◆ ACTION ITEM ◆
Repeat exactly the lines from the one containing "let tool = state" through the last line of the records below, both included, and nothing else.

....

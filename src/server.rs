//! HTTP server.
//!
//! Assembles every HTTP-facing adapter onto one Axum router sharing a
//! single ingredient store.
//!
//! # Endpoints
//!
//! | Method | Path | Description |
//! |--------|------|-------------|
//! | `*`    | `/api/ingredients...` | JSON API, see [`crate::api`] |
//! | `*`    | `/`, `/ingredients...` | HTML pages and fragments, see [`crate::web`] |
//! | `GET`  | `/tools/list` | List all registered tools with schemas |
//! | `POST` | `/tools/{name}` | Call a registered tool by name |
//! | `*`    | `/mcp` | MCP Streamable HTTP endpoint (when `server.mcp_http`) |
//! | `GET`  | `/health` | Health check (returns version) |
//!
//! # Error Contract
//!
//! JSON error responses share one shape:
//!
//! ```json
//! { "error": { "code": "name_conflict", "message": "ingredient name already exists" } }
//! ```
//!
//! Validation errors map to 400, name conflicts to 409, missing records to
//! 404, and anything unexpected to 500 with a generic message.

use axum::{
    body::Bytes,
    extract::{Path, State},
    http::StatusCode,
    response::{IntoResponse, Response},
    routing::{get, post},
    Json, Router,
};
use serde::Serialize;
use std::sync::Arc;
use tower_http::cors::{Any, CorsLayer};
use tower_http::trace::TraceLayer;

use recipe_manager_core::{ErrorKind, IngredientStore, StoreError};

use crate::config::Config;
use crate::mcp::{self, McpBridge};
use crate::traits::{validate_params, ToolContext, ToolInfo, ToolRegistry};
use crate::{api, web};

/// Shared application state passed to all route handlers via Axum's `State` extractor.
#[derive(Clone)]
pub struct AppState {
    /// The one store every adapter reads and writes.
    pub store: Arc<dyn IngredientStore>,
    /// Tools exposed at `/tools/*` and `/mcp`.
    pub tools: Arc<ToolRegistry>,
}

impl AppState {
    /// State with the built-in ingredient tools.
    pub fn new(store: Arc<dyn IngredientStore>) -> Self {
        Self::with_tools(store, ToolRegistry::with_builtins())
    }

    pub fn with_tools(store: Arc<dyn IngredientStore>, tools: ToolRegistry) -> Self {
        Self {
            store,
            tools: Arc::new(tools),
        }
    }

    pub fn tool_context(&self) -> ToolContext {
        ToolContext::new(self.store.clone())
    }
}

/// Build the full router. `mount_mcp` adds the MCP endpoint at `/mcp`.
pub fn build_router(state: AppState, mount_mcp: bool) -> Router {
    let cors = CorsLayer::new()
        .allow_origin(Any)
        .allow_methods(Any)
        .allow_headers(Any);

    let mut app = Router::new()
        .route("/health", get(handle_health))
        .route("/tools/list", get(handle_list_tools))
        .route("/tools/{name}", post(handle_tool_call))
        .merge(api::routes())
        .merge(web::routes());

    if mount_mcp {
        let bridge = McpBridge::new(state.tools.clone(), state.tool_context());
        app = app.nest_service("/mcp", mcp::http_service(bridge));
    }

    app.layer(TraceLayer::new_for_http())
        .layer(cors)
        .with_state(state)
}

/// Start the HTTP server and run until Ctrl-C.
///
/// Binds to `[server].bind` from the configuration.
pub async fn run_server(config: &Config, store: Arc<dyn IngredientStore>) -> anyhow::Result<()> {
    let state = AppState::new(store);
    let app = build_router(state, config.server.mcp_http);

    let listener = tokio::net::TcpListener::bind(&config.server.bind).await?;
    tracing::info!(
        addr = %listener.local_addr()?,
        mcp = config.server.mcp_http,
        "HTTP server listening"
    );

    axum::serve(listener, app)
        .with_graceful_shutdown(shutdown_signal())
        .await?;

    tracing::info!("HTTP server stopped");
    Ok(())
}

async fn shutdown_signal() {
    if let Err(e) = tokio::signal::ctrl_c().await {
        tracing::warn!(error = %e, "failed to listen for Ctrl-C");
        std::future::pending::<()>().await;
    }
}

/// Parse a path identifier. Non-numeric input yields `None`.
pub(crate) fn parse_id(raw: &str) -> Option<u64> {
    raw.trim().parse::<u64>().ok()
}

// ============ Error response ============

#[derive(Serialize)]
struct ErrorBody {
    error: ErrorDetail,
}

#[derive(Serialize)]
struct ErrorDetail {
    /// Machine-readable error code (e.g., `"bad_request"`, `"name_conflict"`).
    code: String,
    message: String,
}

/// Error type that converts into a JSON Axum response.
#[derive(Debug)]
pub(crate) struct AppError {
    pub(crate) status: StatusCode,
    pub(crate) code: String,
    pub(crate) message: String,
}

impl IntoResponse for AppError {
    fn into_response(self) -> Response {
        let body = ErrorBody {
            error: ErrorDetail {
                code: self.code,
                message: self.message,
            },
        };
        (self.status, Json(body)).into_response()
    }
}

pub(crate) fn bad_request(message: impl Into<String>) -> AppError {
    AppError {
        status: StatusCode::BAD_REQUEST,
        code: "bad_request".to_string(),
        message: message.into(),
    }
}

pub(crate) fn not_found(message: impl Into<String>) -> AppError {
    AppError {
        status: StatusCode::NOT_FOUND,
        code: "not_found".to_string(),
        message: message.into(),
    }
}

fn tool_error(message: impl Into<String>) -> AppError {
    AppError {
        status: StatusCode::INTERNAL_SERVER_ERROR,
        code: "tool_error".to_string(),
        message: message.into(),
    }
}

/// HTTP status for a store error category.
pub(crate) fn status_for(err: &StoreError) -> StatusCode {
    match err.kind() {
        ErrorKind::Validation => StatusCode::BAD_REQUEST,
        ErrorKind::Conflict => StatusCode::CONFLICT,
        ErrorKind::NotFound => StatusCode::NOT_FOUND,
        ErrorKind::Internal => StatusCode::INTERNAL_SERVER_ERROR,
    }
}

impl From<StoreError> for AppError {
    fn from(err: StoreError) -> Self {
        let status = status_for(&err);
        if err.is_user_facing() {
            tracing::debug!(error = %err, %status, "request rejected");
            AppError {
                status,
                code: err.code().to_string(),
                message: err.to_string(),
            }
        } else {
            tracing::error!(error = %err, "store failure");
            AppError {
                status,
                code: err.code().to_string(),
                message: "internal server error".to_string(),
            }
        }
    }
}

// ============ GET /health ============

#[derive(Serialize)]
struct HealthResponse {
    /// Always `"ok"` when the server is running.
    status: String,
    version: String,
}

async fn handle_health() -> Json<HealthResponse> {
    Json(HealthResponse {
        status: "ok".to_string(),
        version: env!("CARGO_PKG_VERSION").to_string(),
    })
}

// ============ GET /tools/list ============

#[derive(Serialize)]
struct ToolListResponse {
    tools: Vec<ToolInfo>,
}

async fn handle_list_tools(State(state): State<AppState>) -> Json<ToolListResponse> {
    Json(ToolListResponse {
        tools: state.tools.infos(),
    })
}

// ============ POST /tools/{name} ============

/// Parse a tool-call body. Blank bodies map to `Null`, which
/// [`validate_params`] treats as an empty object.
fn tool_params(body: &[u8]) -> Result<serde_json::Value, AppError> {
    if body.iter().all(|b| b.is_ascii_whitespace()) {
        return Ok(serde_json::Value::Null);
    }
    serde_json::from_slice(body).map_err(|e| bad_request(format!("invalid JSON: {}", e)))
}

/// Unified tool dispatch.
///
/// Returns `404` for an unknown tool and `400` for malformed JSON or
/// parameter validation errors. An empty body counts as no parameters.
/// Store outcomes (including failures) come back as a 200 with the tool's
/// status line in `result`.
async fn handle_tool_call(
    State(state): State<AppState>,
    Path(name): Path<String>,
    body: Bytes,
) -> Result<Json<serde_json::Value>, AppError> {
    let tool = state
        .tools
        .find(&name)
        .ok_or_else(|| not_found(format!("no tool registered with name: {}", name)))?;

    let params = tool_params(&body)?;

    let validated_params = validate_params(&tool.parameters_schema(), &params)
        .map_err(|e| bad_request(e.to_string()))?;

    let ctx = state.tool_context();
    let reply = tool
        .execute(validated_params, &ctx)
        .await
        .map_err(|e| tool_error(format!("{}: {}", name, e)))?;

    Ok(Json(serde_json::json!({ "result": reply })))
}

....

◆ ANSWER TO THIS PROBLEM ◆
    let tool = state
        .tools
        .find(&name)
        .ok_or_else(|| not_found(format!("no tool registered with name: {}", name)))?;

    let params = tool_params(&body)?;

    let validated_params = validate_params(&tool.parameters_schema(), &params)
        .map_err(|e| bad_request(e.to_string()))?;

    let ctx = state.tool_context();
    let reply = tool
        .execute(validated_params, &ctx)
        .await
        .map_err(|e| tool_error(format!("{}: {}", name, e)))?;

    Ok(Json(serde_json::json!({ "result": reply })))
}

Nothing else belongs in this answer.